▶ [WHAT YOU ARE ASKED TO DO]: The required result is every line of the records that includes "PhaseChanged".
STORED DATA START
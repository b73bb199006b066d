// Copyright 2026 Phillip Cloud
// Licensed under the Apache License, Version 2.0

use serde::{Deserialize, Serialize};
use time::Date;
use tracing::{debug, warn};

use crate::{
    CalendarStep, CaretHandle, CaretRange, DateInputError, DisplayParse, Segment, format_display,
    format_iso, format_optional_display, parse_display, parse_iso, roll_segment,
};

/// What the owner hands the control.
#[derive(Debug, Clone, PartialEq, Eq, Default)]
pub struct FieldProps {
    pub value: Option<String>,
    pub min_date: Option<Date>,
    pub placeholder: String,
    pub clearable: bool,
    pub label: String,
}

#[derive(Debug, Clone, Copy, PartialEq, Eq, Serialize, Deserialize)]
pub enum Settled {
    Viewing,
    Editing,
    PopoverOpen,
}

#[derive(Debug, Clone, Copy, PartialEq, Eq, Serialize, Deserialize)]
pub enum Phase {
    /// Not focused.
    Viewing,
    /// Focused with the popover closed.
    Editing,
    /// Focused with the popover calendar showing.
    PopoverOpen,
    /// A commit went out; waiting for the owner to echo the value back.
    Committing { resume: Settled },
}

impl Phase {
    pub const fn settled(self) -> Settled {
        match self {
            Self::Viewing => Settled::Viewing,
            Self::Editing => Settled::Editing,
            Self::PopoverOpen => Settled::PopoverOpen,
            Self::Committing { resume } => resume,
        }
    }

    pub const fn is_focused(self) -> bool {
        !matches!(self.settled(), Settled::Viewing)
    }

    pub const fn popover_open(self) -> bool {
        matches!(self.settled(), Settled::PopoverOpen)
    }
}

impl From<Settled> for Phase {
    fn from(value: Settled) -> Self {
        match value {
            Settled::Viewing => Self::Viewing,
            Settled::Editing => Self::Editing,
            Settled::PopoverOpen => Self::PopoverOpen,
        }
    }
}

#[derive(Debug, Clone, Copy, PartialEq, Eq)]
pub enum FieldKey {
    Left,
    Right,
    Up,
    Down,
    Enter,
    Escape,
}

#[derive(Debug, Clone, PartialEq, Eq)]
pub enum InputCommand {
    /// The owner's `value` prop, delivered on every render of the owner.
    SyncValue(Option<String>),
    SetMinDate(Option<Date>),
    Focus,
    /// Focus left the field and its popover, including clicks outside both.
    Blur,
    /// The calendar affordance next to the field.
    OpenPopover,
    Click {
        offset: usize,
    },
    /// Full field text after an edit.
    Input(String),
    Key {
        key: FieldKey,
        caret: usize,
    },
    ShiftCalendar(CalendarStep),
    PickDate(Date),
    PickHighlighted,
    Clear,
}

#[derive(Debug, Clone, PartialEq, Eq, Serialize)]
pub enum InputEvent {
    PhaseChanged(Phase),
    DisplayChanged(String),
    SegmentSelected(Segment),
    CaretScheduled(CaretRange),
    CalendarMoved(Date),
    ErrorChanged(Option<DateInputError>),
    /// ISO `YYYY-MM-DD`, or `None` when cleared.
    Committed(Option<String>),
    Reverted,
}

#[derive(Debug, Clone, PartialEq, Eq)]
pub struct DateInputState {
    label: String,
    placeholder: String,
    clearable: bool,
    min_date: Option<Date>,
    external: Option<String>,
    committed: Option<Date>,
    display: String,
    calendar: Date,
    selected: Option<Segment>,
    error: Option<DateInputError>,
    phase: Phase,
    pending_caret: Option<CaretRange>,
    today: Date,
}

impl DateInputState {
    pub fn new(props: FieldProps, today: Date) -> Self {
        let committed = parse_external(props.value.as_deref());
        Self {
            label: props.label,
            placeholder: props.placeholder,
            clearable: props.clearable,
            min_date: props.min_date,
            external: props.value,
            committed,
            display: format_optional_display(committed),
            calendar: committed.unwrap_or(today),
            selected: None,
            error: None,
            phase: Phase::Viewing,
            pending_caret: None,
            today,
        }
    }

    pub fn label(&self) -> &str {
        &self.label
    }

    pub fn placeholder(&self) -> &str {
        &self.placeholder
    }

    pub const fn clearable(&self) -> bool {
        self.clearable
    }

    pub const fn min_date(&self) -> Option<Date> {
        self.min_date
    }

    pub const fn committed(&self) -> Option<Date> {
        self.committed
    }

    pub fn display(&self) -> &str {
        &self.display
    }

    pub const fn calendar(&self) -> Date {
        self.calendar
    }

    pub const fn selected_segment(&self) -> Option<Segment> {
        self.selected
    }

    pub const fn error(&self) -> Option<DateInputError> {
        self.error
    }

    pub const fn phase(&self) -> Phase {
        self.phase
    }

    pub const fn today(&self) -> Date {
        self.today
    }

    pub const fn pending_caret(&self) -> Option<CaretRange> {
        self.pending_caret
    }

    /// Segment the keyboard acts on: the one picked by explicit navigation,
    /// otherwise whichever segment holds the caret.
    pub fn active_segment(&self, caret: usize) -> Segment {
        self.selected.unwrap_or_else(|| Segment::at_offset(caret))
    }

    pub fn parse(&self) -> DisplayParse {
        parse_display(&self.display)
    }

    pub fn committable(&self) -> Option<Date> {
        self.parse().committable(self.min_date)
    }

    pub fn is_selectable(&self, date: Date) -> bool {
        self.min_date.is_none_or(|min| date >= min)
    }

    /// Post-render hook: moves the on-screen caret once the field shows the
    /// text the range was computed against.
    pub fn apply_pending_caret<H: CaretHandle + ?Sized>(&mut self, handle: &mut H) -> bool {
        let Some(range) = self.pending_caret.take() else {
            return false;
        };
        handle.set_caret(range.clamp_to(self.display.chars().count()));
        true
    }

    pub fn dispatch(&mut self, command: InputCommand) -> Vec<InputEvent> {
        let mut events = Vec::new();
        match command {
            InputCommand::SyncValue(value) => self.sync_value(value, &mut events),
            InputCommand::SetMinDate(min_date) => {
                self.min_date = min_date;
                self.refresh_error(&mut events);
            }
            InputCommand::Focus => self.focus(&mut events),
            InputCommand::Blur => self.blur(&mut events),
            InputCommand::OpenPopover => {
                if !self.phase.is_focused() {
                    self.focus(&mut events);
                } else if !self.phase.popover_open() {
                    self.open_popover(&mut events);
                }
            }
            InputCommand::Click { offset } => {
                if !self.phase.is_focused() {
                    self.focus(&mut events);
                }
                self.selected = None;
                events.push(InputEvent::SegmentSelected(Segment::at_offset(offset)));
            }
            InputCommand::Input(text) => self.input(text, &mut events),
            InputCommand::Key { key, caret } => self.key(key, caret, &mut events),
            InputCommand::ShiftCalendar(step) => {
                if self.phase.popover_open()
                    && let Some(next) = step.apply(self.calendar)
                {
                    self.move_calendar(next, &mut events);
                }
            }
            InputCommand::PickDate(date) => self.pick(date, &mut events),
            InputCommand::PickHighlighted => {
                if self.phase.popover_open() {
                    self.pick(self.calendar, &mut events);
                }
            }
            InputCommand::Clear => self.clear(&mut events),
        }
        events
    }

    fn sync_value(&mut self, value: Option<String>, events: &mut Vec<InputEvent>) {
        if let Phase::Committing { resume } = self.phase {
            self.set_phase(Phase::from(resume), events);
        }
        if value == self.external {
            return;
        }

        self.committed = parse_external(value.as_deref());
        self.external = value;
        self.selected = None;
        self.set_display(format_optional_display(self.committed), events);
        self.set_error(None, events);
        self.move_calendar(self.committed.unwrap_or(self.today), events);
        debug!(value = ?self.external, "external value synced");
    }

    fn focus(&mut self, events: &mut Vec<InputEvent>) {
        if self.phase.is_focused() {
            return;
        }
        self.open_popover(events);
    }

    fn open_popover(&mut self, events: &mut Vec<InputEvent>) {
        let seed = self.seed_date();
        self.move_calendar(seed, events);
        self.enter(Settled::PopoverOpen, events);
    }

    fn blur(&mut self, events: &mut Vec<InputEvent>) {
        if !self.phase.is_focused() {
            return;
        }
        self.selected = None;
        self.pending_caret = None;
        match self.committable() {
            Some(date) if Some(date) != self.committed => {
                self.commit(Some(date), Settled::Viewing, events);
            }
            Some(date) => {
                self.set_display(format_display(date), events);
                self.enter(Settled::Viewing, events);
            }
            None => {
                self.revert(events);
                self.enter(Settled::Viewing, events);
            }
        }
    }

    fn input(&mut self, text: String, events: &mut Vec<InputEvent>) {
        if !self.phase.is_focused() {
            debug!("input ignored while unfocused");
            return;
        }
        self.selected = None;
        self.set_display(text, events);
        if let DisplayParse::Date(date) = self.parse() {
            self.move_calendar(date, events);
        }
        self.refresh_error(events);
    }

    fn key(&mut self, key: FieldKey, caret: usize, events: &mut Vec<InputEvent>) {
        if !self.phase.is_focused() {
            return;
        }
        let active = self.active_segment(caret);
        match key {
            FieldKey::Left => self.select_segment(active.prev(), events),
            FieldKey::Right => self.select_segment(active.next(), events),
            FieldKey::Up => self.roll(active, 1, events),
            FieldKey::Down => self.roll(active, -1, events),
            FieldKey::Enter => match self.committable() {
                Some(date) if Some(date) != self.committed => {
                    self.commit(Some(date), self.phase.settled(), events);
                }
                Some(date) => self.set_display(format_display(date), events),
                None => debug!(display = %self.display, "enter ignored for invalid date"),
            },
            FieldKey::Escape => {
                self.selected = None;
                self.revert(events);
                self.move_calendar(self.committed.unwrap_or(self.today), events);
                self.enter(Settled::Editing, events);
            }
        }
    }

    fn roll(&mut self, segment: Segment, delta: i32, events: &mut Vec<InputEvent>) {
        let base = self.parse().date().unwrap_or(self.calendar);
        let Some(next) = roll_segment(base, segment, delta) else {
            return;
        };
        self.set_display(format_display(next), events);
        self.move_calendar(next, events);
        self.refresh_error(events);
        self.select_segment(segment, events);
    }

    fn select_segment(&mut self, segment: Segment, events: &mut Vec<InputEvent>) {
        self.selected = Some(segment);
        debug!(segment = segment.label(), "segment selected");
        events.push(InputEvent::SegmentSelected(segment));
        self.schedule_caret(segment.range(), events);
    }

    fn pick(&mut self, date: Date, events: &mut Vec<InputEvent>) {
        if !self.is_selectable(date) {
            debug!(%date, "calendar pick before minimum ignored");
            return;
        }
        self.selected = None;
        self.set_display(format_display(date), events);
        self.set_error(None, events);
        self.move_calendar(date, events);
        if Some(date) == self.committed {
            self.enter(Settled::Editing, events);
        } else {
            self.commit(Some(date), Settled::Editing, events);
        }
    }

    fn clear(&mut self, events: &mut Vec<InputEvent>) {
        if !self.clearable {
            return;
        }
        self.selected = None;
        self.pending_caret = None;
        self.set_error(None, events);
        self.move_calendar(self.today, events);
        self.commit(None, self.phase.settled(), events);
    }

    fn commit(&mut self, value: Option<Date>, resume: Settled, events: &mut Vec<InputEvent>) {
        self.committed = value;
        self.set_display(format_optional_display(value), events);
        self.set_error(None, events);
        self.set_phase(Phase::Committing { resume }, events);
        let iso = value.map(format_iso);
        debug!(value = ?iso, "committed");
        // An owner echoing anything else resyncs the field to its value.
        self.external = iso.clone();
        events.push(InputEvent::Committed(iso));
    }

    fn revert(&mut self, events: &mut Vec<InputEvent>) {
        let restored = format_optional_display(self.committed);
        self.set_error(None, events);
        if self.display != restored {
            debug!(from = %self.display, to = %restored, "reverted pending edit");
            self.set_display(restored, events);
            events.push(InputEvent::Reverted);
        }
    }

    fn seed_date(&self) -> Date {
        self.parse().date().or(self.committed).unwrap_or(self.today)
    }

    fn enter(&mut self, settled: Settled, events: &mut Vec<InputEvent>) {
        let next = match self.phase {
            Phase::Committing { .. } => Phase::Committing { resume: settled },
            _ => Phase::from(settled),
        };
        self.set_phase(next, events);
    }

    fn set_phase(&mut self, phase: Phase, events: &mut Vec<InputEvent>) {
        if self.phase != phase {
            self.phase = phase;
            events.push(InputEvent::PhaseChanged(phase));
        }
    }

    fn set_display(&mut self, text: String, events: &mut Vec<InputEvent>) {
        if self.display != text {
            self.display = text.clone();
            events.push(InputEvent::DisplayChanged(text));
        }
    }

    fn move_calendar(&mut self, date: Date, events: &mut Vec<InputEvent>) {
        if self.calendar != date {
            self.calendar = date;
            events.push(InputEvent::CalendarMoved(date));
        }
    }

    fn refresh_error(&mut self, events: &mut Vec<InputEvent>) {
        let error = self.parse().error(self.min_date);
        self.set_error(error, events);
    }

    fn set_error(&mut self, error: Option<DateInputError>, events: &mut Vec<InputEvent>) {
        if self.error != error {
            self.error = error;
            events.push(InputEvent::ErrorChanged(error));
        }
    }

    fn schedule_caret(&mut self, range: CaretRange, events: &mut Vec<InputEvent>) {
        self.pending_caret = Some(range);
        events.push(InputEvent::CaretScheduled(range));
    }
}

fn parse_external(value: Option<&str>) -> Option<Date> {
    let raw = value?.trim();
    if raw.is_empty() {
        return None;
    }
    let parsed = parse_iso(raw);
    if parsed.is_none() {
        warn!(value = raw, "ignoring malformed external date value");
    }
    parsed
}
STORED DATA END
▶ [EXERCISE RESPONSE]:
    PhaseChanged(Phase),
            events.push(InputEvent::PhaseChanged(phase));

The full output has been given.